■ **Work instruction**
The records below need copying. Match each line exactly.

■ **Information supplied**
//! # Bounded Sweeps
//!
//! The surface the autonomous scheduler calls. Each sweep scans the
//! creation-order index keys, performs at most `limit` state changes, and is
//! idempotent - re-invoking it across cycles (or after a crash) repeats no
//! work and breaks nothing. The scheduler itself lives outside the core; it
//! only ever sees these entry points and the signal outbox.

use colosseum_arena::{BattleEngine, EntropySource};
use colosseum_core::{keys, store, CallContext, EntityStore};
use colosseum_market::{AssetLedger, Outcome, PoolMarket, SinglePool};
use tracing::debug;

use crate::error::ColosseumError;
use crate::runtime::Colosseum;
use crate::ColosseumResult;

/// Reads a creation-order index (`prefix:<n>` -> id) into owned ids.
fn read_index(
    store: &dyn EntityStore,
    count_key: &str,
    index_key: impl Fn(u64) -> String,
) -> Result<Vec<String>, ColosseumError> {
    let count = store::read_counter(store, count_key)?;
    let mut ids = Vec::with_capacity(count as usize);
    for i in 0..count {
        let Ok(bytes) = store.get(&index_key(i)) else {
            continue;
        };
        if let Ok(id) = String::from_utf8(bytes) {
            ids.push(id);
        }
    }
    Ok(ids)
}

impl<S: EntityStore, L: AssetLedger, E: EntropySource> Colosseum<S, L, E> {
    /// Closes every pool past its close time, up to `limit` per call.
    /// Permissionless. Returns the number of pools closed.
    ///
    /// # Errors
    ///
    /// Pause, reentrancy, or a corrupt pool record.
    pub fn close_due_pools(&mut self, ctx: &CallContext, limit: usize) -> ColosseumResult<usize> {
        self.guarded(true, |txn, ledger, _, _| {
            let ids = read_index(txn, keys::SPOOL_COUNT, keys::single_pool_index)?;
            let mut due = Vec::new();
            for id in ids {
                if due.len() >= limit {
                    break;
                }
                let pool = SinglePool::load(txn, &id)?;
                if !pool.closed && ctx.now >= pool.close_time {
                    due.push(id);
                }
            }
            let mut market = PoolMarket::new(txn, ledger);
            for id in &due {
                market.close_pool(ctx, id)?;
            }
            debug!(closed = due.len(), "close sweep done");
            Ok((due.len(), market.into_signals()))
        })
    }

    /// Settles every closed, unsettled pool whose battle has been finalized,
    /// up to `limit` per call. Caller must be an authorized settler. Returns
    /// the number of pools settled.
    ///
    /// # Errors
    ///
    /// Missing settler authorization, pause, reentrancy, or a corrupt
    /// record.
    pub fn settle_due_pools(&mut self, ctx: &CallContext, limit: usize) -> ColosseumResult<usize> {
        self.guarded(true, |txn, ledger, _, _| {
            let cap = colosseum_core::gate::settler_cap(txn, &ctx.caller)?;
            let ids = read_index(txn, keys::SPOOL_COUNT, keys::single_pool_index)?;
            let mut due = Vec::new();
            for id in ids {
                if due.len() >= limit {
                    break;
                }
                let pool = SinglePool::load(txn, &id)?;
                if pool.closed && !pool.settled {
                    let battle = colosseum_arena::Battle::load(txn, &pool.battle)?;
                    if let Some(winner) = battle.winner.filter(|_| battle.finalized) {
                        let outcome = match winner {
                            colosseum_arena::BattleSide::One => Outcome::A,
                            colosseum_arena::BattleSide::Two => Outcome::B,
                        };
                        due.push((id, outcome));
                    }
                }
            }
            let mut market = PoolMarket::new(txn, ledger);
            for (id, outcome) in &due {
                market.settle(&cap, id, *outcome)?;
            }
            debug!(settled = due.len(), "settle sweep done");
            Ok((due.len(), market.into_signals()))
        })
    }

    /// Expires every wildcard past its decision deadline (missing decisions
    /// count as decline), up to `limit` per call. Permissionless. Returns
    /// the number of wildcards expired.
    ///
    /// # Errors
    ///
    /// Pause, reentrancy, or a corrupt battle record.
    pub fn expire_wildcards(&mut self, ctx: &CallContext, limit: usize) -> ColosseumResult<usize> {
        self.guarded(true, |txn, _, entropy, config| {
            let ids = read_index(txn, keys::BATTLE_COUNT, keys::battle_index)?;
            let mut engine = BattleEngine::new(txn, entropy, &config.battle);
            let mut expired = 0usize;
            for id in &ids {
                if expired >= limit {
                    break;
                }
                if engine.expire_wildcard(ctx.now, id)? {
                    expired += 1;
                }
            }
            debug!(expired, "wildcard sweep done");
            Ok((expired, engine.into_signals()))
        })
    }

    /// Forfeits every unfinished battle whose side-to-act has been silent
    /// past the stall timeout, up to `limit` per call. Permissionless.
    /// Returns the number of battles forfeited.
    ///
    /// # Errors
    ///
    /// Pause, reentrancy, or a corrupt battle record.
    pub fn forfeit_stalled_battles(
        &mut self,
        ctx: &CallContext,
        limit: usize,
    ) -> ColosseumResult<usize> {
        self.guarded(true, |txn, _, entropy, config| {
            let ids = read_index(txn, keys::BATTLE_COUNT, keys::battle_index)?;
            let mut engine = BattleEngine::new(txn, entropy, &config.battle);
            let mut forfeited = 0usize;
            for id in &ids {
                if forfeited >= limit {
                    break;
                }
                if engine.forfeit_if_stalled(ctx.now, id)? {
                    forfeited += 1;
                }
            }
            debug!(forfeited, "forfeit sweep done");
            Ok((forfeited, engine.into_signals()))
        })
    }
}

■ **Exercise result**
//! # Bounded Sweeps
//!
//! The surface the autonomous scheduler calls. Each sweep scans the
//! creation-order index keys, performs at most `limit` state changes, and is
//! idempotent - re-invoking it across cycles (or after a crash) repeats no
//! work and breaks nothing. The scheduler itself lives outside the core; it
//! only ever sees these entry points and the signal outbox.

use colosseum_arena::{BattleEngine, EntropySource};
use colosseum_core::{keys, store, CallContext, EntityStore};
use colosseum_market::{AssetLedger, Outcome, PoolMarket, SinglePool};
use tracing::debug;

use crate::error::ColosseumError;
use crate::runtime::Colosseum;
use crate::ColosseumResult;

/// Reads a creation-order index (`prefix:<n>` -> id) into owned ids.
fn read_index(
    store: &dyn EntityStore,
    count_key: &str,
    index_key: impl Fn(u64) -> String,
) -> Result<Vec<String>, ColosseumError> {
    let count = store::read_counter(store, count_key)?;
    let mut ids = Vec::with_capacity(count as usize);
    for i in 0..count {
        let Ok(bytes) = store.get(&index_key(i)) else {
            continue;
        };
        if let Ok(id) = String::from_utf8(bytes) {
            ids.push(id);
        }
    }
    Ok(ids)
}

impl<S: EntityStore, L: AssetLedger, E: EntropySource> Colosseum<S, L, E> {
    /// Closes every pool past its close time, up to `limit` per call.
    /// Permissionless. Returns the number of pools closed.
    ///
    /// # Errors
    ///
    /// Pause, reentrancy, or a corrupt pool record.
    pub fn close_due_pools(&mut self, ctx: &CallContext, limit: usize) -> ColosseumResult<usize> {
        self.guarded(true, |txn, ledger, _, _| {
            let ids = read_index(txn, keys::SPOOL_COUNT, keys::single_pool_index)?;
            let mut due = Vec::new();
            for id in ids {
                if due.len() >= limit {
                    break;
                }
                let pool = SinglePool::load(txn, &id)?;
                if !pool.closed && ctx.now >= pool.close_time {
                    due.push(id);
                }
            }
            let mut market = PoolMarket::new(txn, ledger);
            for id in &due {
                market.close_pool(ctx, id)?;
            }
            debug!(closed = due.len(), "close sweep done");
            Ok((due.len(), market.into_signals()))
        })
    }

    /// Settles every closed, unsettled pool whose battle has been finalized,
    /// up to `limit` per call. Caller must be an authorized settler. Returns
    /// the number of pools settled.
    ///
    /// # Errors
    ///
    /// Missing settler authorization, pause, reentrancy, or a corrupt
    /// record.
    pub fn settle_due_pools(&mut self, ctx: &CallContext, limit: usize) -> ColosseumResult<usize> {
        self.guarded(true, |txn, ledger, _, _| {
            let cap = colosseum_core::gate::settler_cap(txn, &ctx.caller)?;
            let ids = read_index(txn, keys::SPOOL_COUNT, keys::single_pool_index)?;
            let mut due = Vec::new();
            for id in ids {
                if due.len() >= limit {
                    break;
                }
                let pool = SinglePool::load(txn, &id)?;
                if pool.closed && !pool.settled {
                    let battle = colosseum_arena::Battle::load(txn, &pool.battle)?;
                    if let Some(winner) = battle.winner.filter(|_| battle.finalized) {
                        let outcome = match winner {
                            colosseum_arena::BattleSide::One => Outcome::A,
                            colosseum_arena::BattleSide::Two => Outcome::B,
                        };
                        due.push((id, outcome));
                    }
                }
            }
            let mut market = PoolMarket::new(txn, ledger);
            for (id, outcome) in &due {
                market.settle(&cap, id, *outcome)?;
            }
            debug!(settled = due.len(), "settle sweep done");
            Ok((due.len(), market.into_signals()))
        })
    }

    /// Expires every wildcard past its decision deadline (missing decisions
    /// count as decline), up to `limit` per call. Permissionless. Returns
    /// the number of wildcards expired.
    ///
    /// # Errors
    ///
    /// Pause, reentrancy, or a corrupt battle record.
    pub fn expire_wildcards(&mut self, ctx: &CallContext, limit: usize) -> ColosseumResult<usize> {
        self.guarded(true, |txn, _, entropy, config| {
            let ids = read_index(txn, keys::BATTLE_COUNT, keys::battle_index)?;
            let mut engine = BattleEngine::new(txn, entropy, &config.battle);
            let mut expired = 0usize;
            for id in &ids {
                if expired >= limit {
                    break;
                }
                if engine.expire_wildcard(ctx.now, id)? {
                    expired += 1;
                }
            }
            debug!(expired, "wildcard sweep done");
            Ok((expired, engine.into_signals()))
        })
    }

    /// Forfeits every unfinished battle whose side-to-act has been silent
    /// past the stall timeout, up to `limit` per call. Permissionless.
    /// Returns the number of battles forfeited.
    ///
    /// # Errors
    ///
    /// Pause, reentrancy, or a corrupt battle record.
    pub fn forfeit_stalled_battles(
        &mut self,
        ctx: &CallContext,
        limit: usize,
    ) -> ColosseumResult<usize> {
        self.guarded(true, |txn, _, entropy, config| {
            let ids = read_index(txn, keys::BATTLE_COUNT, keys::battle_index)?;
            let mut engine = BattleEngine::new(txn, entropy, &config.battle);
            let mut forfeited = 0usize;
            for id in &ids {
                if forfeited >= limit {
                    break;
                }
                if engine.forfeit_if_stalled(ctx.now, id)? {
                    forfeited += 1;
                }
            }
            debug!(forfeited, "forfeit sweep done");
            Ok((forfeited, engine.into_signals()))
        })
    }
}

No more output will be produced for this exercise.